» **Required action**: Would you print the entire listing exactly, leaving nothing out?
######
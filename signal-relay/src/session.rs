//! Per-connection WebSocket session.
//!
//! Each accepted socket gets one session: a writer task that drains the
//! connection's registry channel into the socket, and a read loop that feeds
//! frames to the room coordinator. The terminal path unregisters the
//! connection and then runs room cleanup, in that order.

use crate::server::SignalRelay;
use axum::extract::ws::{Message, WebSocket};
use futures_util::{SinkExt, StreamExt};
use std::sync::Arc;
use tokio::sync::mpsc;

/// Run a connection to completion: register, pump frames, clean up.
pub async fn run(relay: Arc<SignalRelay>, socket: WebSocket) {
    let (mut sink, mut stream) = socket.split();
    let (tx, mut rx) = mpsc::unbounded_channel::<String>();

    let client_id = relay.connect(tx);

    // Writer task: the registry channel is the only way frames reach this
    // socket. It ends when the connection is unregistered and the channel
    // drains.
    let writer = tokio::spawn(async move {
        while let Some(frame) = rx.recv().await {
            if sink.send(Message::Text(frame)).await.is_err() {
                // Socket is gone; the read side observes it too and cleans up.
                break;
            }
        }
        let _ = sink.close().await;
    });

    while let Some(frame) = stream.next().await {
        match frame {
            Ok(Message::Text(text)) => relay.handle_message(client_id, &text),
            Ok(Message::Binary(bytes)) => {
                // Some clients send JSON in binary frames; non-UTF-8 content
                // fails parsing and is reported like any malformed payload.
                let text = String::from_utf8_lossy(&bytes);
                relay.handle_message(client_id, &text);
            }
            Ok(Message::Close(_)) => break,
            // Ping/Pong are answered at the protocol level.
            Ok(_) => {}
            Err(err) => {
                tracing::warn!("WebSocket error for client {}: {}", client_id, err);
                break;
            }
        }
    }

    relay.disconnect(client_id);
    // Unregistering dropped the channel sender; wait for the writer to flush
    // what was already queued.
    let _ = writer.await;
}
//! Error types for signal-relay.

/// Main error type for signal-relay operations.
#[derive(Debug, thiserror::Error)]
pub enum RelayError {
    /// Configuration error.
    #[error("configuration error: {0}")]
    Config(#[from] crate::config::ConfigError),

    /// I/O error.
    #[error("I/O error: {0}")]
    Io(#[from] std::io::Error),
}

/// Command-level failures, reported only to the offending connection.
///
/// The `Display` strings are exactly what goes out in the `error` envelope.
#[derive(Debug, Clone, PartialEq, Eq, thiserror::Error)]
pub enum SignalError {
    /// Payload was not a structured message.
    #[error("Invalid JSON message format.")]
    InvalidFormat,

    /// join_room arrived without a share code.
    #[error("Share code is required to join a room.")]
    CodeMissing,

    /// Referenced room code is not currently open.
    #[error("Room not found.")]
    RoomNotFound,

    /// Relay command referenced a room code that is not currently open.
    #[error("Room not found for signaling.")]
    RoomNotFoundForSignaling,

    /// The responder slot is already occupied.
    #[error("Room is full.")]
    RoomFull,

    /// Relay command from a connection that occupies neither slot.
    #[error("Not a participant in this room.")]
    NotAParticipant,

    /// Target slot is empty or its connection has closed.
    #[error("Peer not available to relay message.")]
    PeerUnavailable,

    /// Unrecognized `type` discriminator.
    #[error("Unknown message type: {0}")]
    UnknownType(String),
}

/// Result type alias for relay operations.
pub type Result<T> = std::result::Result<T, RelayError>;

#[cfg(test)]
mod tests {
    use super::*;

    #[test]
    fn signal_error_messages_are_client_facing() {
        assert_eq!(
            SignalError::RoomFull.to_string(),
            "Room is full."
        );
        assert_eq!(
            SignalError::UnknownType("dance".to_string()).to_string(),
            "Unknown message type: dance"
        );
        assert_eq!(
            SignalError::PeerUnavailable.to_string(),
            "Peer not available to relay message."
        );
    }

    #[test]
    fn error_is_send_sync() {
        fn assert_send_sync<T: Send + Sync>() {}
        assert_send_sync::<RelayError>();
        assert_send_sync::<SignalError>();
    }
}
######
» **Task result**:
filename signal-relay/src/session.rs
//! Per-connection WebSocket session.
//!
//! Each accepted socket gets one session: a writer task that drains the
//! connection's registry channel into the socket, and a read loop that feeds
//! frames to the room coordinator. The terminal path unregisters the
//! connection and then runs room cleanup, in that order.

use crate::server::SignalRelay;
use axum::extract::ws::{Message, WebSocket};
use futures_util::{SinkExt, StreamExt};
use std::sync::Arc;
use tokio::sync::mpsc;

/// Run a connection to completion: register, pump frames, clean up.
pub async fn run(relay: Arc<SignalRelay>, socket: WebSocket) {
    let (mut sink, mut stream) = socket.split();
    let (tx, mut rx) = mpsc::unbounded_channel::<String>();

    let client_id = relay.connect(tx);

    // Writer task: the registry channel is the only way frames reach this
    // socket. It ends when the connection is unregistered and the channel
    // drains.
    let writer = tokio::spawn(async move {
        while let Some(frame) = rx.recv().await {
            if sink.send(Message::Text(frame)).await.is_err() {
                // Socket is gone; the read side observes it too and cleans up.
                break;
            }
        }
        let _ = sink.close().await;
    });

    while let Some(frame) = stream.next().await {
        match frame {
            Ok(Message::Text(text)) => relay.handle_message(client_id, &text),
            Ok(Message::Binary(bytes)) => {
                // Some clients send JSON in binary frames; non-UTF-8 content
                // fails parsing and is reported like any malformed payload.
                let text = String::from_utf8_lossy(&bytes);
                relay.handle_message(client_id, &text);
            }
            Ok(Message::Close(_)) => break,
            // Ping/Pong are answered at the protocol level.
            Ok(_) => {}
            Err(err) => {
                tracing::warn!("WebSocket error for client {}: {}", client_id, err);
                break;
            }
        }
    }

    relay.disconnect(client_id);
    // Unregistering dropped the channel sender; wait for the writer to flush
    // what was already queued.
    let _ = writer.await;
}
//! Error types for signal-relay.

/// Main error type for signal-relay operations.
#[derive(Debug, thiserror::Error)]
pub enum RelayError {
    /// Configuration error.
    #[error("configuration error: {0}")]
    Config(#[from] crate::config::ConfigError),

    /// I/O error.
    #[error("I/O error: {0}")]
    Io(#[from] std::io::Error),
}

/// Command-level failures, reported only to the offending connection.
///
/// The `Display` strings are exactly what goes out in the `error` envelope.
#[derive(Debug, Clone, PartialEq, Eq, thiserror::Error)]
pub enum SignalError {
    /// Payload was not a structured message.
    #[error("Invalid JSON message format.")]
    InvalidFormat,

    /// join_room arrived without a share code.
    #[error("Share code is required to join a room.")]
    CodeMissing,

    /// Referenced room code is not currently open.
    #[error("Room not found.")]
    RoomNotFound,

    /// Relay command referenced a room code that is not currently open.
    #[error("Room not found for signaling.")]
    RoomNotFoundForSignaling,

    /// The responder slot is already occupied.
    #[error("Room is full.")]
    RoomFull,

    /// Relay command from a connection that occupies neither slot.
    #[error("Not a participant in this room.")]
    NotAParticipant,

    /// Target slot is empty or its connection has closed.
    #[error("Peer not available to relay message.")]
    PeerUnavailable,

    /// Unrecognized `type` discriminator.
    #[error("Unknown message type: {0}")]
    UnknownType(String),
}

/// Result type alias for relay operations.
pub type Result<T> = std::result::Result<T, RelayError>;

#[cfg(test)]
mod tests {
    use super::*;

    #[test]
    fn signal_error_messages_are_client_facing() {
        assert_eq!(
            SignalError::RoomFull.to_string(),
            "Room is full."
        );
        assert_eq!(
            SignalError::UnknownType("dance".to_string()).to_string(),
            "Unknown message type: dance"
        );
        assert_eq!(
            SignalError::PeerUnavailable.to_string(),
            "Peer not available to relay message."
        );
    }

    #[test]
    fn error_is_send_sync() {
        fn assert_send_sync<T: Send + Sync>() {}
        assert_send_sync::<RelayError>();
        assert_send_sync::<SignalError>();
    }
}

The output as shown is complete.